▶ **Data supplied**:

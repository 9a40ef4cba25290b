use std::sync::Arc;

use crate::devices::types::{Capabilities, InterdependentModel, RunContext, TickContext};
use crate::ea::DecodedSolutionWrapper;
use crate::error::DeviceError;
use crate::profile::{Commodity, LoadProfile};
use crate::sim::state::LimitedCommodityStateMap;

/// Predicted heat draw on one thermal circuit (space heating or hot water).
///
/// Follows its prediction profile, or holds the observed draw when the run
/// does not keep predictions.
#[derive(Debug, Clone)]
pub struct ThermalDemand {
    commodity: Commodity,
    prediction: Arc<LoadProfile>,
    observed_w: i32,
    keep_prediction: bool,
}

impl ThermalDemand {
    /// `prediction` is in absolute time and positive for draws.
    pub fn new(commodity: Commodity, prediction: LoadProfile, observed_w: i32) -> Self {
        Self {
            commodity,
            prediction: Arc::new(prediction),
            observed_w,
            keep_prediction: true,
        }
    }

    pub fn prediction(&self) -> &LoadProfile {
        &self.prediction
    }

    fn demand_at(&self, time: i64) -> i32 {
        if self.keep_prediction {
            self.prediction.value_at(self.commodity, time).max(0)
        } else {
            self.observed_w
        }
    }
}

impl Capabilities for ThermalDemand {
    fn produces(&self) -> &[Commodity] {
        std::slice::from_ref(&self.commodity)
    }

    fn device_type(&self) -> &'static str {
        match self.commodity {
            Commodity::DomesticHotWaterPower => "DomesticHotWaterDemand",
            _ => "SpaceHeatingDemand",
        }
    }
}

impl InterdependentModel for ThermalDemand {
    fn initialize(
        &mut self,
        run: &RunContext,
        _decoded: Option<&DecodedSolutionWrapper>,
        outputs: &mut LimitedCommodityStateMap,
    ) -> Result<(), DeviceError> {
        self.keep_prediction = run.keep_prediction;
        outputs.set_power(self.commodity, f64::from(self.observed_w));
        Ok(())
    }

    fn step(&mut self, tick: &TickContext<'_>, outputs: &mut LimitedCommodityStateMap) -> Result<f64, DeviceError> {
        outputs.set_power(self.commodity, f64::from(self.demand_at(tick.time)));
        Ok(0.0)
    }
}
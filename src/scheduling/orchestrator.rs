//! Ties the registry, triggers, the problem and the driver together.

use std::sync::Arc;
use std::sync::atomic::{AtomicBool, Ordering};
use std::time::Instant;

use parking_lot::{Mutex, MutexGuard, RwLock};
use tracing::{info, warn};

use crate::config::ScenarioConfig;
use crate::devices::ProblemPart;
use crate::ea::{
    AlgorithmParameters, CancellationToken, Chromosome, EvolutionaryAlgorithm, Problem, StoppingRule,
    VariableEncoding,
};
use crate::error::SchedulerError;
use crate::random::RandomStream;
use crate::scheduling::events::{EventSink, RunSummary, SchedulerEvent};
use crate::scheduling::registry::{PartRegistry, PartSnapshot};
use crate::scheduling::time::TimeSource;
use crate::scheduling::trigger::{RescheduleTrigger, TriggerReason};
use crate::signals::SignalSnapshot;
use crate::sim::{FitnessWeights, HouseholdProblem, Schedule, SimulationTiming};

/// Everything a run needs besides parts and signals.
#[derive(Debug, Clone, PartialEq)]
pub struct SchedulerSettings {
    pub algorithm: AlgorithmParameters,
    pub stopping: Vec<StoppingRule>,
    pub encoding: VariableEncoding,
    pub seed: u64,
    pub step_size_secs: i64,
    pub horizon_secs: i64,
    pub reschedule_interval_secs: i64,
    pub keep_prediction: bool,
    pub fitness: FitnessWeights,
}

impl SchedulerSettings {
    pub fn from_config(cfg: &ScenarioConfig) -> Self {
        Self {
            algorithm: cfg.optimization.clone(),
            stopping: cfg.stopping.rules.clone(),
            encoding: cfg.scheduling.encoding,
            seed: cfg.scheduling.seed,
            step_size_secs: cfg.scheduling.step_size_secs,
            horizon_secs: cfg.scheduling.horizon_secs,
            reschedule_interval_secs: cfg.scheduling.reschedule_interval_secs,
            keep_prediction: cfg.scheduling.keep_prediction,
            fitness: cfg.fitness,
        }
    }
}

/// Schedules the registered household whenever a trigger fires.
///
/// At most one run is in flight. A trigger arriving during a run is
/// queued and served right after it, against a fresh snapshot. Every run
/// publishes exactly one [`Schedule`] per registered device (empty for
/// devices that failed) followed by a [`RunSummary`].
pub struct Scheduler<T: TimeSource, S: EventSink> {
    settings: SchedulerSettings,
    algorithm: EvolutionaryAlgorithm,
    registry: PartRegistry,
    signals: RwLock<Arc<SignalSnapshot>>,
    time: T,
    sink: S,
    /// Held for the whole duration of a run.
    trigger: Mutex<RescheduleTrigger>,
    pending: AtomicBool,
    cancel: Mutex<CancellationToken>,
}

impl<T: TimeSource, S: EventSink> Scheduler<T, S> {
    /// # Errors
    ///
    /// Fails on invalid operator or stopping-rule settings, or when the
    /// worker pool cannot be built.
    pub fn new(settings: SchedulerSettings, time: T, sink: S) -> Result<Self, SchedulerError> {
        let algorithm = EvolutionaryAlgorithm::new(settings.algorithm.clone(), settings.stopping.clone())?;
        Ok(Self {
            trigger: Mutex::new(RescheduleTrigger::new(settings.reschedule_interval_secs)),
            settings,
            algorithm,
            registry: PartRegistry::new(),
            signals: RwLock::new(Arc::new(SignalSnapshot::new())),
            time,
            sink,
            pending: AtomicBool::new(false),
            cancel: Mutex::new(CancellationToken::new()),
        })
    }

    pub fn settings(&self) -> &SchedulerSettings {
        &self.settings
    }

    /// Publishes the latest state of one device. Never blocks on a run.
    pub fn publish(&self, part: ProblemPart) {
        self.registry.publish(part);
    }

    pub fn registry(&self) -> &PartRegistry {
        &self.registry
    }

    /// Replaces the price and limit signals used from the next run on.
    pub fn update_signals(&self, signals: SignalSnapshot) {
        *self.signals.write() = Arc::new(signals);
    }

    /// Asks the current run to stop after its generation; it still
    /// publishes the best solution found so far.
    pub fn cancel_run(&self) {
        self.cancel.lock().cancel();
    }

    pub fn is_running(&self) -> bool {
        self.trigger.is_locked()
    }

    pub fn last_run(&self) -> Option<i64> {
        self.trigger.lock().last_run()
    }

    /// Runs if a trigger is due.
    ///
    /// Returns the summary of the last run performed, or `None` when
    /// nothing was due or another run is in flight.
    pub fn poll(&self) -> Result<Option<RunSummary>, SchedulerError> {
        let Some(mut trigger) = self.trigger.try_lock() else {
            if self.registry.is_forced() {
                self.pending.store(true, Ordering::SeqCst);
                return self.serve_pending();
            }
            return Ok(None);
        };
        let forced = self.registry.take_forced();
        let summary = match trigger.due(self.time.now(), forced) {
            Some(reason) => Some(self.run_once(&mut trigger, reason)?),
            None => None,
        };
        self.drain_pending(trigger, summary)
    }

    /// Runs now regardless of the triggers, blocking until the run is
    /// complete. Queues the request if another run is in flight.
    pub fn request_run(&self) -> Result<Option<RunSummary>, SchedulerError> {
        match self.trigger.try_lock() {
            Some(mut trigger) => {
                let summary = self.run_once(&mut trigger, TriggerReason::Manual)?;
                self.drain_pending(trigger, Some(summary))
            }
            None => {
                self.pending.store(true, Ordering::SeqCst);
                self.serve_pending()
            }
        }
    }

    /// Serves a queued request if the trigger is free. Whoever holds it
    /// checks `pending` again after releasing it.
    fn serve_pending(&self) -> Result<Option<RunSummary>, SchedulerError> {
        match self.trigger.try_lock() {
            Some(trigger) => self.drain_pending(trigger, None),
            None => Ok(None),
        }
    }

    /// Runs queued requests until none is left, releasing the trigger only
    /// once `pending` is clear or another caller has taken it over.
    fn drain_pending<'a>(
        &'a self,
        mut trigger: MutexGuard<'a, RescheduleTrigger>,
        mut summary: Option<RunSummary>,
    ) -> Result<Option<RunSummary>, SchedulerError> {
        loop {
            while self.pending.swap(false, Ordering::SeqCst) {
                self.registry.take_forced();
                summary = Some(self.run_once(&mut trigger, TriggerReason::Queued)?);
            }
            drop(trigger);
            // A request may have been queued between the last swap and the unlock.
            if !self.pending.load(Ordering::SeqCst) {
                return Ok(summary);
            }
            match self.trigger.try_lock() {
                Some(next) => trigger = next,
                None => return Ok(summary),
            }
        }
    }

    fn fresh_cancellation(&self) -> CancellationToken {
        let token = CancellationToken::new();
        *self.cancel.lock() = token.clone();
        token
    }

    fn run_once(&self, trigger: &mut RescheduleTrigger, reason: TriggerReason) -> Result<RunSummary, SchedulerError> {
        let started = Instant::now();
        let now = self.time.now();
        trigger.mark_run(now);

        let snapshot = self.registry.snapshot();
        if snapshot.is_empty() {
            return Err(SchedulerError::NothingToSchedule);
        }
        let s = &self.settings;
        let horizon_end = now + s.horizon_secs;
        let parts: Vec<ProblemPart> = snapshot
            .values()
            .map(|p| {
                let mut part = ProblemPart::clone(p);
                part.recalculate_encoding(now, horizon_end);
                part
            })
            .collect();
        let timing = SimulationTiming::new(now, s.step_size_secs, horizon_end)?;
        let stream = RandomStream::new(s.seed).fork(now as u64);
        let signals = Arc::clone(&self.signals.read());
        let problem = HouseholdProblem::new(parts, s.encoding, signals, timing, s.fitness, stream.fork(0))?
            .with_keep_prediction(s.keep_prediction);

        let (chromosome, generations, evaluations, stop_reason) = if problem.layout().is_empty() {
            // Nothing controllable: one plain simulation is the answer.
            let empty = match s.encoding {
                VariableEncoding::Binary => Chromosome::Binary(Vec::new()),
                VariableEncoding::Real => Chromosome::Real(Vec::new()),
            };
            (empty, 0, 0, None)
        } else {
            let cancel = self.fresh_cancellation();
            let mut rng = stream.fork(1).rng();
            let result = self.algorithm.run(&problem, &mut rng, &cancel)?;
            (
                result.best.chromosome,
                result.generations,
                result.evaluations,
                Some(result.stop_reason),
            )
        };

        let outcome = match problem.schedules_for(&chromosome) {
            Ok(outcome) => outcome,
            Err(e) => {
                warn!(error = %e, "final evaluation failed, publishing empty schedules");
                self.publish_empty(&snapshot);
                return Err(e.into());
            }
        };

        for schedule in outcome.schedules.iter().filter(|schedule| schedule.failed) {
            warn!(device = %schedule.device_id, "device failed, publishing empty schedule");
        }
        for schedule in outcome.schedules {
            self.sink.publish(SchedulerEvent::Schedule(schedule));
        }

        let summary = RunSummary {
            reference_time: now,
            trigger: reason,
            generations,
            evaluations,
            objectives: outcome.objectives,
            fitness: outcome.objectives.fitness(&s.fitness),
            failed_devices: outcome.failed_devices,
            stop_reason,
            runtime_ms: started.elapsed().as_millis() as u64,
        };
        info!(
            reference_time = now,
            trigger = %reason,
            devices = snapshot.len(),
            generations,
            evaluations,
            fitness = summary.fitness,
            failed = summary.failed_devices.len(),
            stop_reason = ?stop_reason,
            "scheduling run finished"
        );
        self.sink.publish(SchedulerEvent::Summary(summary.clone()));
        Ok(summary)
    }

    fn publish_empty(&self, snapshot: &PartSnapshot) {
        for part in snapshot.values() {
            let schedule = Schedule::empty(part.device_id().clone(), part.device_type());
            self.sink.publish(SchedulerEvent::Schedule(schedule));
        }
    }
}
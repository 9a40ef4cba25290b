use std::sync::Arc;

use crate::devices::types::{Capabilities, InterdependentModel, RunContext, TickContext};
use crate::ea::DecodedSolutionWrapper;
use crate::error::DeviceError;
use crate::profile::Commodity;
use crate::sim::state::{CommodityState, LimitedCommodityStateMap};

/// Specific heat of water, J/(kg·K). One litre is taken as one kilogram.
const WATER_HEAT_CAPACITY: f64 = 4186.0;

/// Fixed parameters of a stratification-free hot-water tank.
#[derive(Debug, Clone, PartialEq)]
pub struct HotWaterTankParams {
    pub commodity: Commodity,
    pub volume_l: f64,
    /// Temperature of the room the tank stands in (°C).
    pub ambient_temperature: f64,
    /// Standing loss per kelvin above ambient (W/K).
    pub loss_w_per_k: f64,
    /// Comfort floor; cervisia accrues below it (°C).
    pub min_comfort_temperature: f64,
    /// Cervisia per kelvin-hour spent below the comfort floor.
    pub cervisia_per_kelvin_hour: f64,
}

impl Default for HotWaterTankParams {
    fn default() -> Self {
        Self {
            commodity: Commodity::HeatingHotWaterPower,
            volume_l: 750.0,
            ambient_temperature: 20.0,
            loss_w_per_k: 3.0,
            min_comfort_temperature: 50.0,
            cervisia_per_kelvin_hour: 1.0,
        }
    }
}

/// Thermal storage integrating the net power on its circuit.
///
/// The inputs are the summed outputs of every other device on the
/// circuit: producers (boiler, CHP) are negative and draws are positive,
/// so the tank temperature falls by `net · dt / C`. The tank reports its
/// temperature with zero power.
#[derive(Debug, Clone)]
pub struct HotWaterTank {
    master: Arc<HotWaterTankParams>,
    observed_temperature: f64,
    temperature: f64,
}

impl HotWaterTank {
    /// # Panics
    ///
    /// Panics if the volume is not positive or the loss factor negative.
    pub fn new(params: HotWaterTankParams, observed_temperature: f64) -> Self {
        assert!(params.volume_l > 0.0);
        assert!(params.loss_w_per_k >= 0.0);
        Self {
            master: Arc::new(params),
            observed_temperature,
            temperature: observed_temperature,
        }
    }

    pub fn temperature(&self) -> f64 {
        self.temperature
    }

    fn heat_capacity_j_per_k(&self) -> f64 {
        self.master.volume_l * WATER_HEAT_CAPACITY
    }

    fn write(&self, outputs: &mut LimitedCommodityStateMap) {
        outputs.set(self.master.commodity, CommodityState::thermal(0.0, self.temperature));
    }
}

impl Capabilities for HotWaterTank {
    fn produces(&self) -> &[Commodity] {
        std::slice::from_ref(&self.master.commodity)
    }

    fn consumes(&self) -> &[Commodity] {
        std::slice::from_ref(&self.master.commodity)
    }

    fn device_type(&self) -> &'static str {
        "HotWaterTank"
    }
}

impl InterdependentModel for HotWaterTank {
    fn initialize(
        &mut self,
        _run: &RunContext,
        _decoded: Option<&DecodedSolutionWrapper>,
        outputs: &mut LimitedCommodityStateMap,
    ) -> Result<(), DeviceError> {
        self.temperature = self.observed_temperature;
        self.write(outputs);
        Ok(())
    }

    fn step(&mut self, tick: &TickContext<'_>, outputs: &mut LimitedCommodityStateMap) -> Result<f64, DeviceError> {
        let net_w = tick.inputs.map_or(0.0, |i| i.power(self.master.commodity));
        let loss_w = self.master.loss_w_per_k * (self.temperature - self.master.ambient_temperature);
        self.temperature -= (net_w + loss_w) * tick.dt_secs() / self.heat_capacity_j_per_k();
        if !self.temperature.is_finite() {
            return Err(DeviceError::NonFinite("tank temperature"));
        }
        self.write(outputs);

        let deficit = (self.master.min_comfort_temperature - self.temperature).max(0.0);
        Ok(deficit * tick.dt_hours() * self.master.cervisia_per_kelvin_hour)
    }
}

#[cfg(test)]
mod tests {
    use super::*;

    fn tick(inputs: Option<&LimitedCommodityStateMap>) -> TickContext<'_> {
        TickContext {
            time: 0,
            step_size: 3600,
            inputs,
            ancillary: None,
        }
    }

    fn lossless(volume_l: f64) -> HotWaterTankParams {
        HotWaterTankParams {
            volume_l,
            loss_w_per_k: 0.0,
            ..HotWaterTankParams::default()
        }
    }

    #[test]
    fn heating_raises_temperature() {
        // 4186 J/K for one litre; 4186 W for one second is one kelvin.
        let mut tank = HotWaterTank::new(lossless(1000.0), 50.0);
        let mut heat = LimitedCommodityStateMap::new();
        heat.set_power(Commodity::HeatingHotWaterPower, -4186.0);
        let mut out = LimitedCommodityStateMap::new();
        tank.step(&tick(Some(&heat)), &mut out).unwrap();
        assert!((tank.temperature() - 53.6).abs() < 1e-9);
        assert_eq!(out.temperature(Commodity::HeatingHotWaterPower), Some(tank.temperature()));
        assert_eq!(out.power(Commodity::HeatingHotWaterPower), 0.0);
    }

    #[test]
    fn no_input_is_no_exchange() {
        let mut tank = HotWaterTank::new(lossless(300.0), 60.0);
        let mut out = LimitedCommodityStateMap::new();
        tank.step(&tick(None), &mut out).unwrap();
        assert_eq!(tank.temperature(), 60.0);
    }

    #[test]
    fn standing_loss_cools_towards_ambient() {
        let mut tank = HotWaterTank::new(HotWaterTankParams::default(), 60.0);
        let mut out = LimitedCommodityStateMap::new();
        for _ in 0..24 {
            tank.step(&tick(None), &mut out).unwrap();
        }
        assert!(tank.temperature() < 60.0);
        assert!(tank.temperature() > 20.0);
    }

    #[test]
    fn cervisia_accrues_below_comfort() {
        let mut tank = HotWaterTank::new(lossless(1000.0), 40.0);
        let mut out = LimitedCommodityStateMap::new();
        let c = tank.step(&tick(None), &mut out).unwrap();
        assert!((c - 10.0).abs() < 1e-9);
    }

    #[test]
    fn initialize_resets_to_observed_state() {
        let mut tank = HotWaterTank::new(lossless(10.0), 55.0);
        let mut heat = LimitedCommodityStateMap::new();
        heat.set_power(Commodity::HeatingHotWaterPower, -1000.0);
        let mut out = LimitedCommodityStateMap::new();
        tank.step(&tick(Some(&heat)), &mut out).unwrap();
        let run = RunContext {
            reference_time: 0,
            encoding_horizon: 0,
            start_time: 0,
            step_size: 3600,
            keep_prediction: true,
        };
        tank.initialize(&run, None, &mut out).unwrap();
        assert_eq!(tank.temperature(), 55.0);
    }
}
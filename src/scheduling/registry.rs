//! Latest published problem part per device.

use std::collections::BTreeMap;
use std::sync::Arc;
use std::sync::atomic::{AtomicBool, Ordering};

use parking_lot::RwLock;

use crate::devices::{DeviceId, ProblemPart};

/// Immutable view of the registry at one point in time.
pub type PartSnapshot = Arc<BTreeMap<DeviceId, Arc<ProblemPart>>>;

/// Copy-on-write map from device id to its most recent part.
///
/// Publishing never waits for a running optimization: writers swap in a
/// new map, readers keep whatever snapshot they already hold.
#[derive(Debug, Default)]
pub struct PartRegistry {
    parts: RwLock<PartSnapshot>,
    forced: AtomicBool,
}

impl PartRegistry {
    pub fn new() -> Self {
        Self::default()
    }

    /// Replaces the part of its device. A part asking for a reschedule
    /// raises the forced flag until [`take_forced`](Self::take_forced).
    pub fn publish(&self, part: ProblemPart) {
        if part.forces_reschedule() {
            self.forced.store(true, Ordering::SeqCst);
        }
        let id = part.device_id().clone();
        let mut guard = self.parts.write();
        Arc::make_mut(&mut guard).insert(id, Arc::new(part));
    }

    /// Drops a device. Returns whether it was registered.
    pub fn remove(&self, id: &DeviceId) -> bool {
        let mut guard = self.parts.write();
        if !guard.contains_key(id) {
            return false;
        }
        Arc::make_mut(&mut guard).remove(id).is_some()
    }

    pub fn snapshot(&self) -> PartSnapshot {
        Arc::clone(&self.parts.read())
    }

    pub fn len(&self) -> usize {
        self.parts.read().len()
    }

    pub fn is_empty(&self) -> bool {
        self.len() == 0
    }

    pub fn is_forced(&self) -> bool {
        self.forced.load(Ordering::SeqCst)
    }

    /// Reads and clears the forced flag.
    pub fn take_forced(&self) -> bool {
        self.forced.swap(false, Ordering::SeqCst)
    }
}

▶ **What to produce**: Whenever the string "triggers" shows up in a line of the records, copy that line.

▶ **Task answer**:
//! Ties the registry, triggers, the problem and the driver together.
    /// Runs now regardless of the triggers, blocking until the run is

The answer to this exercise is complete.